------ GIVEN RECORDS

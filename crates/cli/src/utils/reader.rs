use nexum_se_transport_pcsc::PcscDeviceManager;

/// List all available readers
pub(crate) fn list_readers(manager: &PcscDeviceManager) -> Result<(), Box<dyn std::error::Error>> {
    let readers = manager.list_readers()?;

    if readers.is_empty() {
        println!("No readers found!");
        return Ok(());
    }

    println!("Available readers:");
    for (i, reader) in readers.iter().enumerate() {
        let status = if reader.has_card() {
            "card present"
        } else {
            "no card"
        };
        match reader.atr() {
            Some(atr) => println!("{}. {} ({}, ATR {})", i + 1, reader.name(), status, hex::encode(atr)),
            None => println!("{}. {} ({})", i + 1, reader.name(), status),
        }
    }

    Ok(())
}
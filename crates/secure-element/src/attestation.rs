//! Attestation chain verification
//!
//! The chain of trust runs root key → attestation certificate → attestation
//! key → secure object signature. The certificate is checked once per
//! session and only the key it carries is kept.

use p256::ecdsa::{Signature, VerifyingKey, signature::hazmat::PrehashVerifier};
use sha2::{Digest, Sha256};
use tracing::{debug, instrument, warn};
use x509_parser::prelude::{FromDer, X509Certificate};

use crate::object::{Attributes, ObjectKind, ObjectTag, SecureObjectPayload, StoredObject};
use crate::{Error, Result};

/// Public key certified by the manufacturer root, used to check object reads
#[derive(Debug, Clone, PartialEq, Eq)]
pub struct AttestationKey(VerifyingKey);

impl AttestationKey {
    /// The underlying verifying key
    pub const fn verifying_key(&self) -> &VerifyingKey {
        &self.0
    }

    /// Uncompressed SEC1 encoding of the key
    pub fn to_uncompressed(&self) -> Vec<u8> {
        self.0.to_encoded_point(false).as_bytes().to_vec()
    }

    /// Verify the attestation signature of a secure object
    ///
    /// The signature (TAG_6) covers the concatenation of TAG_1 through TAG_5.
    /// Only after it verifies are the data and attributes returned.
    ///
    /// # Errors
    /// [`Error::Verification`] when the signature is absent, malformed or does
    /// not verify, and [`Error::Format`] when the verified payload lacks data
    /// or carries a malformed attribute blob.
    #[instrument(level = "debug", skip(self, payload))]
    pub fn verify_object(
        &self,
        payload: &SecureObjectPayload,
        kind: ObjectKind,
    ) -> Result<StoredObject> {
        let signature = payload
            .signature
            .as_deref()
            .and_then(parse_signature)
            .ok_or(Error::Verification(kind))?;

        let digest = Sha256::digest(payload.signed_region());
        if self.0.verify_prehash(&digest, &signature).is_err() {
            warn!("Secure object signature rejected");
            return Err(Error::Verification(kind));
        }

        let data = payload.require(ObjectTag::Data)?.clone();
        let attributes = Attributes::parse(payload.require(ObjectTag::Attributes)?)?;
        debug!(
            object_id = format_args!("{:#010x}", attributes.object_id),
            chip_id = %payload.chip_id.as_deref().map(hex::encode).unwrap_or_default(),
            "Secure object verified"
        );

        Ok(StoredObject { data, attributes })
    }
}

impl From<VerifyingKey> for AttestationKey {
    fn from(key: VerifyingKey) -> Self {
        Self(key)
    }
}

/// Verify a DER certificate against the root key and extract its public key
///
/// # Errors
/// [`Error::UntrustedCertificate`] when the certificate cannot be parsed, its
/// signature does not verify under `root_public_key`, or it does not carry a
/// P-256 key. This is never retried.
#[instrument(level = "debug", skip_all, fields(len = der.len()))]
pub fn verify_certificate(der: &[u8], root_public_key: &[u8]) -> Result<AttestationKey> {
    let root = VerifyingKey::from_sec1_bytes(root_public_key)
        .map_err(|_| Error::UntrustedCertificate("root key is not a P-256 point"))?;

    let (_, certificate) = X509Certificate::from_der(der)
        .map_err(|_| Error::UntrustedCertificate("malformed certificate"))?;

    let signature = parse_signature(&certificate.signature_value.data)
        .ok_or(Error::UntrustedCertificate("malformed certificate signature"))?;

    let tbs: &[u8] = certificate.tbs_certificate.as_ref();
    let digest = Sha256::digest(tbs);
    if root.verify_prehash(&digest, &signature).is_err() {
        warn!("Attestation certificate not signed by the root key");
        return Err(Error::UntrustedCertificate("signature does not verify"));
    }

    let key = VerifyingKey::from_sec1_bytes(&certificate.public_key().subject_public_key.data)
        .map_err(|_| Error::UntrustedCertificate("certified key is not a P-256 point"))?;
    debug!("Attestation certificate verified");

    Ok(AttestationKey(key))
}

/// Accept DER encoded signatures and raw 64-byte `r || s`
fn parse_signature(bytes: &[u8]) -> Option<Signature> {
    Signature::from_der(bytes)
        .or_else(|_| Signature::from_slice(bytes))
        .ok()
}
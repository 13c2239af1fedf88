use nexum_se_apdu::{FormatError, StatusWord, TransportError};

use crate::object::ObjectKind;

/// Result type for secure element operations
pub type Result<T> = std::result::Result<T, Error>;

/// Error type for secure element operations
#[derive(Debug, thiserror::Error)]
pub enum Error {
    /// The transport is unavailable or could not be started
    #[error("Secure element transport not supported on this device")]
    NotSupported,

    /// The element answered a command with a non-success status word
    #[error("{description} failed with status {status} ({})", status.description())]
    ChipCommand {
        /// Step that failed
        description: &'static str,
        /// Status word returned by the element
        status: StatusWord,
    },

    /// Attestation certificate not signed by the trusted root
    #[error("Untrusted attestation certificate: {0}")]
    UntrustedCertificate(&'static str),

    /// Secure object signature did not verify against the attestation key
    #[error("Attestation of the {0} object failed to verify")]
    Verification(ObjectKind),

    /// Object attributes do not match the expected policy
    #[error("{kind} object violates policy: {reason}")]
    PolicyViolation {
        /// Object that was checked
        kind: ObjectKind,
        /// Attribute that did not match
        reason: &'static str,
    },

    /// Payload exceeds the signable limit
    #[error("Payload of {len} bytes exceeds the {max} byte limit")]
    PayloadTooLarge {
        /// Length supplied by the caller
        len: usize,
        /// Configured maximum
        max: usize,
    },

    /// Malformed hex, TLV or attribute data
    #[error(transparent)]
    Format(#[from] FormatError),

    /// Transport I/O failure
    #[error(transparent)]
    Transport(#[from] TransportError),
}
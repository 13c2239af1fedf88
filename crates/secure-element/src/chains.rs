//! Static table of supported blockchains

use derive_more::Display;

use crate::constants::curves;

/// Blockchain descriptor resolved from an asset's leading byte
#[derive(Debug, Clone, Copy, PartialEq, Eq, Hash, Display)]
#[display("{name}")]
pub struct Blockchain {
    /// Numeric chain identifier stored on the element
    pub id: u8,
    /// Curve the chain signs with
    pub curve: u8,
    /// Display name
    pub name: &'static str,
}

impl Blockchain {
    /// Solana
    pub const SOLANA: Self = Self::new(1, curves::ED25519, "Solana");
    /// Ethereum
    pub const ETHEREUM: Self = Self::new(2, curves::SECP256K1, "Ethereum");
    /// Bitcoin
    pub const BITCOIN: Self = Self::new(3, curves::SECP256K1, "Bitcoin");
    /// Polygon
    pub const POLYGON: Self = Self::new(4, curves::SECP256K1, "Polygon");

    /// Every supported chain
    pub const ALL: [Self; 4] = [Self::SOLANA, Self::ETHEREUM, Self::BITCOIN, Self::POLYGON];

    const fn new(id: u8, curve: u8, name: &'static str) -> Self {
        Self { id, curve, name }
    }

    /// Look up a chain by its numeric identifier
    pub fn by_id(id: u8) -> Option<Self> {
        Self::ALL.into_iter().find(|chain| chain.id == id)
    }

    /// Look up a chain by name, ignoring case
    pub fn by_name(name: &str) -> Option<Self> {
        Self::ALL
            .into_iter()
            .find(|chain| chain.name.eq_ignore_ascii_case(name))
    }
}

#[cfg(test)]
mod tests {
    use super::*;

    #[test]
    fn test_lookup() {
        assert_eq!(Blockchain::by_id(2), Some(Blockchain::ETHEREUM));
        assert_eq!(Blockchain::by_id(0), None);
        assert_eq!(Blockchain::by_id(0xFF), None);
        assert_eq!(Blockchain::by_name("solana"), Some(Blockchain::SOLANA));
        assert_eq!(Blockchain::POLYGON.to_string(), "Polygon");
    }

    #[test]
    fn test_ids_unique() {
        for (i, a) in Blockchain::ALL.iter().enumerate() {
            for b in &Blockchain::ALL[i + 1..] {
                assert_ne!(a.id, b.id);
            }
        }
    }
}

------------

WORK REQUEST
In the material above, report how many lines hold the word "operations", and add nothing to the figure.

EXPECTED ANSWER
2